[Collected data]
—————
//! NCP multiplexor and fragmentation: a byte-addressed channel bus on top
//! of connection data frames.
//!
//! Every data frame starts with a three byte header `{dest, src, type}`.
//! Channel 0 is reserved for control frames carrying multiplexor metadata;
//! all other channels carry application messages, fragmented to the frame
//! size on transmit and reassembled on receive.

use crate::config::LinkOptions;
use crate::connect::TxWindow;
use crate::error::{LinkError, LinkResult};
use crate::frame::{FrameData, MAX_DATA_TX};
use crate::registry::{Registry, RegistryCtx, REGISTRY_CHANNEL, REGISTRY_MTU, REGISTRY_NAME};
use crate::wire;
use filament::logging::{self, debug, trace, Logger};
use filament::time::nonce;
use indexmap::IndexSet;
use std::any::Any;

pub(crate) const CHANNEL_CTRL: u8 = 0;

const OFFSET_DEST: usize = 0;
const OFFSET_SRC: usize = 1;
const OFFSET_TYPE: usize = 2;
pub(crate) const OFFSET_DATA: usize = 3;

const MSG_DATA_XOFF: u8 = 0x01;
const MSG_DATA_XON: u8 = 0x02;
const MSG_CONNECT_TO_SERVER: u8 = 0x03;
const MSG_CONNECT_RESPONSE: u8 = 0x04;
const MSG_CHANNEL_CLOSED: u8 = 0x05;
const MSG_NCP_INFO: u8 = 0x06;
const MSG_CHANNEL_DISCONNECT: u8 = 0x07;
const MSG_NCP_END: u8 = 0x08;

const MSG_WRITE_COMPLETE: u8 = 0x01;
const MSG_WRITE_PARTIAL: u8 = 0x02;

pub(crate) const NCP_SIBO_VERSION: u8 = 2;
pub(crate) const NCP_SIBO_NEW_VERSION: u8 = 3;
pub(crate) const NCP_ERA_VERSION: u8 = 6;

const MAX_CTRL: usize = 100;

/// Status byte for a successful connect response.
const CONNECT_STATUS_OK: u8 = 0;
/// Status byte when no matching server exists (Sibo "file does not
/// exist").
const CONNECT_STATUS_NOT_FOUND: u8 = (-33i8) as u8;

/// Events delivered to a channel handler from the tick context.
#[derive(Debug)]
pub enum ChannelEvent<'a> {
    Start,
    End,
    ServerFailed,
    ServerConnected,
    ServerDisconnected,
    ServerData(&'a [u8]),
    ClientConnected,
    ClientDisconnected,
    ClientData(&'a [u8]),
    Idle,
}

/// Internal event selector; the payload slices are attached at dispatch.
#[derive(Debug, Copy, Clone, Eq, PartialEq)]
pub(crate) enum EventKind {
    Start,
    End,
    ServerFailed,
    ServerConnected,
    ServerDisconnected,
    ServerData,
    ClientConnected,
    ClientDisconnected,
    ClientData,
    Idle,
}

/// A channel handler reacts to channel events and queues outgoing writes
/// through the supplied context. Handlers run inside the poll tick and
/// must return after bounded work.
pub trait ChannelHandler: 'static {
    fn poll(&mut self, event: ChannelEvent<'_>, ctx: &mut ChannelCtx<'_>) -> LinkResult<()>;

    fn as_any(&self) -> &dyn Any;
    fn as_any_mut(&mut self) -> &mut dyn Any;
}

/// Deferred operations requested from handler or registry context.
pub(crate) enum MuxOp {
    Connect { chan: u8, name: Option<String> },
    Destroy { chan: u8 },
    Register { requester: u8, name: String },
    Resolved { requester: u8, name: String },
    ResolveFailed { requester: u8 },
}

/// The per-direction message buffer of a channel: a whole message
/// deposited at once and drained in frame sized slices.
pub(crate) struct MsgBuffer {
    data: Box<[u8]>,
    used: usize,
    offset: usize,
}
—————
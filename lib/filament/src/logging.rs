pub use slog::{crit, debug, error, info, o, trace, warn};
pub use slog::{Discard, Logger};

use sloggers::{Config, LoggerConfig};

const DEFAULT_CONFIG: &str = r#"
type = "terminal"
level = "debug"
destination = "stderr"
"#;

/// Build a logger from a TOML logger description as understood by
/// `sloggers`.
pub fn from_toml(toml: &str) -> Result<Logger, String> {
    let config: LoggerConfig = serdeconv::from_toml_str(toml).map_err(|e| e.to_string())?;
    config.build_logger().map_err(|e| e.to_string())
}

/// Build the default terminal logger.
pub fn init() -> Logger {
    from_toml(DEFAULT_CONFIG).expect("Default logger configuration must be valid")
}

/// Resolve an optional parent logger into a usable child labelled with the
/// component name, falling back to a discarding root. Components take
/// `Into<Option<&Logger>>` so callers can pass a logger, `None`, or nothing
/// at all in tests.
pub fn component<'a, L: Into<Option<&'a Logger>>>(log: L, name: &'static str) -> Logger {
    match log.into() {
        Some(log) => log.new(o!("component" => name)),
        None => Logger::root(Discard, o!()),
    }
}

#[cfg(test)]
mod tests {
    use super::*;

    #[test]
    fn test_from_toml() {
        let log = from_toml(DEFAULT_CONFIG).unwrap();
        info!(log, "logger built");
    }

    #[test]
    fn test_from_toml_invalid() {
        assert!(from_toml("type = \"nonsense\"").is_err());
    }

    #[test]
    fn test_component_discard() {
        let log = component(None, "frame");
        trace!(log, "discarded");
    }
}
—————
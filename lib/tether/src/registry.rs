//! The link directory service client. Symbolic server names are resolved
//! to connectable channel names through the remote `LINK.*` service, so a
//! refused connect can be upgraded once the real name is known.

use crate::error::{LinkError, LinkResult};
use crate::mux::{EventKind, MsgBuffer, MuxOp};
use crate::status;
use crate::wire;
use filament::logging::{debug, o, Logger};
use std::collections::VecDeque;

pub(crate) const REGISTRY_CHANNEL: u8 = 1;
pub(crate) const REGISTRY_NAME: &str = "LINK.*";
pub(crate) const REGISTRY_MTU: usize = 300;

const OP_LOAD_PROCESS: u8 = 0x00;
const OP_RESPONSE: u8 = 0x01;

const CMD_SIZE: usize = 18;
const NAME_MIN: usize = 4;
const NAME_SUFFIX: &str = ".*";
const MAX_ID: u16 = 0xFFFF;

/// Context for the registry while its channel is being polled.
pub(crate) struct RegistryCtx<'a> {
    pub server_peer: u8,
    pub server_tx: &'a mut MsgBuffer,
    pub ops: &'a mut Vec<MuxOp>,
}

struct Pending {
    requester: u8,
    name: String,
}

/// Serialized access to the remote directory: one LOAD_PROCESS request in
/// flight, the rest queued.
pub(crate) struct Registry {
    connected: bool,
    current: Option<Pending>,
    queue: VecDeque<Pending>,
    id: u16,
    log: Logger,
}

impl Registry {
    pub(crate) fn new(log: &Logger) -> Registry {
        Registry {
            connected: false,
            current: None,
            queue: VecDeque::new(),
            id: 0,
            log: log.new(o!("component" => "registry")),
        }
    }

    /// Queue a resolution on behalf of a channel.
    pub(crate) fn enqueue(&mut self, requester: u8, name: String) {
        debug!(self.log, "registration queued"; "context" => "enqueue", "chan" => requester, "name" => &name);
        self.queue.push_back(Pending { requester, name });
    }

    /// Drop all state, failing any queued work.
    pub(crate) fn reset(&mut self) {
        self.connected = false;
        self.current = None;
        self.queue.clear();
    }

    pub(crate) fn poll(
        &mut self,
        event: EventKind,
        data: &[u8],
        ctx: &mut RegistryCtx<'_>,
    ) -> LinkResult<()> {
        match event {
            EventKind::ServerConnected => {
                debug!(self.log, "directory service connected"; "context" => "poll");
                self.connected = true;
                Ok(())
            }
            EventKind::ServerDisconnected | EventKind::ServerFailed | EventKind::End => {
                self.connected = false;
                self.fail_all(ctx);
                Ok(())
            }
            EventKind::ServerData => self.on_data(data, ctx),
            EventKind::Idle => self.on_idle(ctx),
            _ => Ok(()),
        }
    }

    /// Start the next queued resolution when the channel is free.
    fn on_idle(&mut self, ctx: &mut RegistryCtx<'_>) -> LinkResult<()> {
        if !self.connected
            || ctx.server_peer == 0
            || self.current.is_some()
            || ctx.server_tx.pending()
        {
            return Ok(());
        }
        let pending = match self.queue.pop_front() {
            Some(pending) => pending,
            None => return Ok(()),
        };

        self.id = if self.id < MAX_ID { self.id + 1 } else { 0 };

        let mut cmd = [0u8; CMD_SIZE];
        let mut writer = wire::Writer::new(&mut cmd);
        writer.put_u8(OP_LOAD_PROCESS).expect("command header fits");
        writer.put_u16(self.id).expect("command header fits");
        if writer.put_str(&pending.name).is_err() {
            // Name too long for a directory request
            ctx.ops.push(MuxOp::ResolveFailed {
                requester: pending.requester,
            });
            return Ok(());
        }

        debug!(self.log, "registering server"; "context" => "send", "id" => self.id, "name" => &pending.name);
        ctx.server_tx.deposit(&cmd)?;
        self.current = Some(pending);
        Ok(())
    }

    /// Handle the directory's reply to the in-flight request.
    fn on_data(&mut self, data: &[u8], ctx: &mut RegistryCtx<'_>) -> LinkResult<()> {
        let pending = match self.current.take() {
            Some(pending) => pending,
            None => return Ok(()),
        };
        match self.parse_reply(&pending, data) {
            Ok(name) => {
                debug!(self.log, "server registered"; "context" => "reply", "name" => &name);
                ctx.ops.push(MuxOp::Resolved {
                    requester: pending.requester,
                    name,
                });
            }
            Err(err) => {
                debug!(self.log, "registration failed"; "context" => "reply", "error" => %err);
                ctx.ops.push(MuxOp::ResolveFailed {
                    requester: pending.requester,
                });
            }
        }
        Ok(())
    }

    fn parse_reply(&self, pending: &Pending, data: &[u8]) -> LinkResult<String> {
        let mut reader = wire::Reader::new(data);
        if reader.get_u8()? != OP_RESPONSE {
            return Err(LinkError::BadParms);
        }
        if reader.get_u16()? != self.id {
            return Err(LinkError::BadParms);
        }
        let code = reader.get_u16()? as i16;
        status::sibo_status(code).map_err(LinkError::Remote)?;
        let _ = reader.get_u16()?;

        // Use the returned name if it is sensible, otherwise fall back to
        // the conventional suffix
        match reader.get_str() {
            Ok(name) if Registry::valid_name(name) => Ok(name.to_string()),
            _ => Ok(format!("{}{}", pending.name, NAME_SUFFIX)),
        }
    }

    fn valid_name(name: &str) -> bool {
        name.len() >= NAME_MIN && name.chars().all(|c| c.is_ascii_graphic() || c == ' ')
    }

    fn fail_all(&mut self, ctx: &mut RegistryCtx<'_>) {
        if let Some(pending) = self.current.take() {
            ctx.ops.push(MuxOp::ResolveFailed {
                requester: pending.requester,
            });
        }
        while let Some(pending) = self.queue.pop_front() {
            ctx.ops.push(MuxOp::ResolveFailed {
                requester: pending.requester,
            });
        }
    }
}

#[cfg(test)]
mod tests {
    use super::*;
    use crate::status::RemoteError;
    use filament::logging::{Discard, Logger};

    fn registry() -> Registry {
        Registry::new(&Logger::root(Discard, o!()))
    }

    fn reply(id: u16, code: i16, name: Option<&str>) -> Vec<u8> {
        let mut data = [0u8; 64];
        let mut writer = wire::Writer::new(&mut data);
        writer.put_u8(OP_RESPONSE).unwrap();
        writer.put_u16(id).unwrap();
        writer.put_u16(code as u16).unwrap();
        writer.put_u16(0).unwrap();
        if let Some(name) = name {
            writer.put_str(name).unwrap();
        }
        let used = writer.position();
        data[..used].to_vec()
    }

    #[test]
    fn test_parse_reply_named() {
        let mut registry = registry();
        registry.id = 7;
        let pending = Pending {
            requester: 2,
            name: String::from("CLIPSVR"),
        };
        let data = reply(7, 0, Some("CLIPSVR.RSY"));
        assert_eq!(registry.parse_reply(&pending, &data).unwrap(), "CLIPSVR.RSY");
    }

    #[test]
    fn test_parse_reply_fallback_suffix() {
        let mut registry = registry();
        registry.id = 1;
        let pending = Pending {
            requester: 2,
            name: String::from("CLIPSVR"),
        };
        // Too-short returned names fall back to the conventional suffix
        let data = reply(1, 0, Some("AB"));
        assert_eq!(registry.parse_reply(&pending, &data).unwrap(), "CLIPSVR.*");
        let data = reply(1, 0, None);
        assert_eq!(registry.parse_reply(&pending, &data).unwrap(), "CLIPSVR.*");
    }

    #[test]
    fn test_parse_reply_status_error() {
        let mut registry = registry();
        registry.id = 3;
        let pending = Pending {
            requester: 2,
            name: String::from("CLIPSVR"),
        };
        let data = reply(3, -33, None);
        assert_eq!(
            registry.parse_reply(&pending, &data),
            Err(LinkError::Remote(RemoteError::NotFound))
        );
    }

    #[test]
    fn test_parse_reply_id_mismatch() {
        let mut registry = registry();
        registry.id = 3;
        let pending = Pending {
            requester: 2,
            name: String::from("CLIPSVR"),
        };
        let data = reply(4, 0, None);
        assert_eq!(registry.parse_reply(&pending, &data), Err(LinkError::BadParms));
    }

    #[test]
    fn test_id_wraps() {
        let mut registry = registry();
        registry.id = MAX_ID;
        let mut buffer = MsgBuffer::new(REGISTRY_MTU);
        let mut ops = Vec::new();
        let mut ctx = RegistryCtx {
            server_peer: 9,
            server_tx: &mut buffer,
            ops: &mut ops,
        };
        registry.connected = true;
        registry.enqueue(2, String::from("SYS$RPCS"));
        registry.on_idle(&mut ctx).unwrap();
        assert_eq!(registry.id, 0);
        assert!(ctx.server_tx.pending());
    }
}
—————
[The problem]
Filter the data down to the lines that contain the string "LoggerConfig", and copy them.

[Solution for this task]
use sloggers::{Config, LoggerConfig};
    let config: LoggerConfig = serdeconv::from_toml_str(toml).map_err(|e| e.to_string())?;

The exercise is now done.